Iyinoluwa Aboyeji Says Investing Is for Lazy People — Africa Cannot Retire Its Builders
Investors helped fund the companies Iyinoluwa Aboyeji built. His “lazy people” remark opens a wider debate about investing and Africa’s need for repeat founders.“Investing is for lazy people.”
Iyinoluwa Aboyeji made the remark during the July 8 episode of the Afropolitan Podcast, titled We Are a Generation of Influencers, Not Builders. His full statement was even more pointed: “I have not seen Elon Musk build wealth through investing. Investing is for lazy people.”
Coming from Aboyeji, the comment is difficult to brush aside.
He co-founded Andela and Flutterwave, two of Africa’s most recognisable technology companies, before moving into venture investing through Future Africa. He has been the founder asking investors for money and the investor deciding which founders to back.
That makes his position both informed and deeply ironic.
Andela and Flutterwave were not built through execution alone, Investors supplied some of the capital that allowed both companies to grow.
His remark is therefore more useful as a challenge to successful entrepreneurs than as financial advice for everyone else.
This Is Not Advice to Stop Investing
Part of the problem is that “investing” describes very different activities.
It can mean a salary earner buying treasury bills, mutual funds, shares or land. It can also mean a venture capitalist funding an early-stage company and helping it recruit leaders, raise capital or enter new markets.
As investor Ola Brown pointed out during the debate, investing exists on a spectrum. In some cases, the money does most of the work. In others, the investor remains actively involved in the business.
That distinction matters for ordinary Nigerians trying to secure their financial future.
You may have family responsibilities, limited time or no desire to manage employees, chase customers and live with the uncertainty of entrepreneurship.
Choosing investments that match your income and appetite for risk is not laziness. It may simply be good judgment.
Aboyeji also speaks from a position of experience, access and connections that most people do not have. His decision to return to building should not become a rule for everyone.
Entrepreneurship is not a moral duty.
Advising Is Different From Carrying the Burden
Aboyeji’s frustration becomes easier to understand when we consider the difference between advising a business and being responsible for it.
An investor can tell a company to cut costs, while the founder may have to decide whose job disappears.
An investor can recommend expansion into another country. The founder must deal with regulators, recruit employees, win customers and live with the consequences if the move fails.
That burden is heavier in an environment where businesses contend with expensive credit, unstable currencies, unreliable infrastructure and changing government policies.
Many African founders are not only developing products; they are also working around systems that make ordinary business decisions harder.
Still, calling investors lazy goes too far.
Serious investors study markets, assess founders and take responsibility for the capital they deploy. Some help companies refine strategy, recruit executives and secure further funding.

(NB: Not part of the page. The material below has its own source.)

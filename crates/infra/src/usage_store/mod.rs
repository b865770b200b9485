//! Durable [`UsageStore`](jobgate_metering::usage::UsageStore) backends.

pub mod postgres;

pub use postgres::PostgresUsageStore;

A capable investor may create more value by supporting several founders than by starting another company.
The real question is whether some successful operators have moved too far from the difficult work that gave them valuable experience.

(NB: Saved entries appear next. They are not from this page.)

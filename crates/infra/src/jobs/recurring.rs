//! Background ticker that re-arms due recurring jobs.

use std::sync::mpsc;
use std::thread;
use std::time::{Duration, Instant};

use chrono::Utc;
use tracing::{debug, info, warn};

use super::queue::JobQueue;

/// Config for the recurring job scheduler.
#[derive(Debug, Clone)]
pub struct RecurringSchedulerConfig {
    /// How often due jobs are re-armed
    pub tick_interval: Duration,
    pub name: String,
}

impl Default for RecurringSchedulerConfig {
    fn default() -> Self {
        Self {
            tick_interval: Duration::from_secs(1),
            name: "recurring-scheduler".to_string(),
        }
    }
}

impl RecurringSchedulerConfig {
    pub fn with_tick_interval(mut self, tick_interval: Duration) -> Self {
        self.tick_interval = tick_interval;
        self
    }

    pub fn with_name(mut self, name: impl Into<String>) -> Self {
        self.name = name.into();
        self
    }
}

/// Handle for the running scheduler (shutdown + trigger hook).
#[derive(Debug)]
pub struct RecurringSchedulerHandle {
    shutdown: mpsc::Sender<()>,
    trigger: mpsc::SyncSender<()>,
    join: Option<thread::JoinHandle<()>>,
}

impl RecurringSchedulerHandle {
    /// Request an immediate tick. Triggers are coalesced.
    pub fn trigger(&self) {
        let _ = self.trigger.try_send(());
    }

    /// Gracefully stop the scheduler thread.
    pub fn shutdown(mut self) {
        let _ = self.shutdown.send(());
        if let Some(j) = self.join.take() {
            let _ = j.join();
        }
    }
}

/// Re-arms recurring jobs on a fixed cadence so they re-trigger without a new submission.
#[derive(Debug, Clone)]
pub struct RecurringScheduler {
    queue: JobQueue,
    config: RecurringSchedulerConfig,
}

impl RecurringScheduler {
    pub fn new(queue: JobQueue, config: RecurringSchedulerConfig) -> Self {
        Self { queue, config }
    }

    /// Run one tick now. Failures are logged, never propagated.
    pub fn tick_once(&self) -> usize {
        match self.queue.tick(Utc::now()) {
            Ok(0) => 0,
            Ok(n) => {
                debug!(scheduler = %self.config.name, rearmed = n, "recurring jobs re-armed");
                n
            }
            Err(e) => {
                warn!(scheduler = %self.config.name, error = %e, "recurring tick failed");
                0
            }
        }
    }

    pub fn spawn(self) -> std::io::Result<RecurringSchedulerHandle> {
        let (shutdown_tx, shutdown_rx) = mpsc::channel::<()>();
        let (trigger_tx, trigger_rx) = mpsc::sync_channel::<()>(1);

        let join = thread::Builder::new()
            .name(self.config.name.clone())
            .spawn(move || scheduler_loop(self, shutdown_rx, trigger_rx))?;

        Ok(RecurringSchedulerHandle {
            shutdown: shutdown_tx,
            trigger: trigger_tx,
            join: Some(join),
        })
    }
}

fn scheduler_loop(
    scheduler: RecurringScheduler,
    shutdown_rx: mpsc::Receiver<()>,
    trigger_rx: mpsc::Receiver<()>,
) {
    let interval = scheduler.config.tick_interval;
    info!(scheduler = %scheduler.config.name, ?interval, "recurring scheduler started");

    let mut next_tick = Instant::now();

    loop {
        // Shutdown has priority.
        if shutdown_rx.try_recv().is_ok() {
            break;
        }

        let mut pending = false;
        let now = Instant::now();
        if now >= next_tick {
            pending = true;
            // Keep a stable cadence even if we were delayed.
            while next_tick <= now {
                next_tick += interval.max(Duration::from_millis(1));
            }
        }

        while trigger_rx.try_recv().is_ok() {
            pending = true;
        }

        if pending {
            scheduler.tick_once();
            continue;
        }

        let sleep_for = next_tick
            .saturating_duration_since(Instant::now())
            .min(Duration::from_millis(250));
        thread::sleep(sleep_for);
    }

    info!(scheduler = %scheduler.config.name, "recurring scheduler stopped");
}

#[cfg(test)]
mod tests {
    use super::*;
    use crate::jobs::types::{JobRequest, JobStatus, Schedule, Transition};
    use jobgate_core::UserId;
    use serde_json::json;

    #[test]
    fn tick_once_rearms_due_job() {
        let queue = JobQueue::in_memory();
        let scheduler = RecurringScheduler::new(queue.clone(), RecurringSchedulerConfig::default());
        let job_id = queue
            .enqueue_recurring(
                UserId::new(),
                JobRequest::new("report", json!({})),
                Schedule::Every { interval_secs: 1 },
            )
            .unwrap();

        // Current run still pending: nothing to do.
        assert_eq!(scheduler.tick_once(), 0);

        let claimed = queue.claim_next().unwrap().unwrap();
        queue.transition_run(job_id, claimed.run, Transition::Succeed(json!(1))).unwrap();

        thread::sleep(Duration::from_millis(1100));
        assert_eq!(scheduler.tick_once(), 1);
        let job = queue.get_result(job_id).unwrap();
        assert_eq!(job.status, JobStatus::Pending);
        assert_eq!(job.run, 2);
    }

    #[test]
    fn spawned_scheduler_keeps_retriggering() {
        let queue = JobQueue::in_memory();
        let job_id = queue
            .enqueue_recurring(
                UserId::new(),
                JobRequest::new("report", json!({})),
                Schedule::Every { interval_secs: 1 },
            )
            .unwrap();

        let handle = RecurringScheduler::new(
            queue.clone(),
            RecurringSchedulerConfig::default().with_tick_interval(Duration::from_millis(20)),
        )
        .spawn()
        .unwrap();

        // Play the worker: complete every run we can claim until run 3 shows up.
        let deadline = Instant::now() + Duration::from_secs(10);
        let mut seen = 0;
        while Instant::now() < deadline && seen < 3 {
            if let Some(job) = queue.claim_next().unwrap() {
                seen = job.run;
                queue.transition_run(job_id, job.run, Transition::Succeed(json!(job.run))).unwrap();
            }
            handle.trigger();
            thread::sleep(Duration::from_millis(20));
        }
        handle.shutdown();

        assert!(seen >= 3);
        assert_eq!(queue.get_result(job_id).unwrap().history.len() as u32, seen - 1);
    }
}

What Africa Loses When Builders Leave
In parts of Africa’s startup ecosystem, becoming an investor, adviser or conference speaker can appear to be the natural next step for a successful founder.
There is nothing wrong with that transition. Former founders can become excellent investors because they understand what lies behind a pitch deck.
They know how quickly a promising strategy can collapse when it meets customers, regulation and cash-flow pressure.
But the ecosystem also needs repeat builders: people who have made mistakes, learned from them and are prepared to start again.
Their second or third companies may be stronger because they understand hiring, partnerships and the difference between raising money and making progress.
That experience is particularly valuable in healthcare, agriculture, energy, manufacturing, housing and transport. These sectors demand infrastructure, operational discipline and patience not just an exciting idea or funding announcement.
If too many successful founders move to the other side of the table, who takes that experience back into the field?
Africa Cannot Retire All Its Builders
Investing is not for lazy people. Aboyeji’s statement is too broad to survive serious examination.
Aboyeji's statement is too broad to survive serious examination. Flutterwave itself, whichbecame one of Africa's fintech unicorns after raising $170 million from investors including
Tiger Global and Avenir Growth Capital, is a reminder that the capital he now dismisses helped build the very companies that made his career.
But his provocation points to a real risk: Africa’s most experienced founders may become more comfortable funding the next generation than building alongside it.
Nobody should be expected to start companies forever. Some entrepreneurs will contribute more as investors or advisers. Yet Africa needs experienced operators willing to apply hard-earned lessons to difficult problems.
The continent will always need people prepared to fund ideas, what it cannot afford is for investing to become the automatic retirement plan of every successful builder.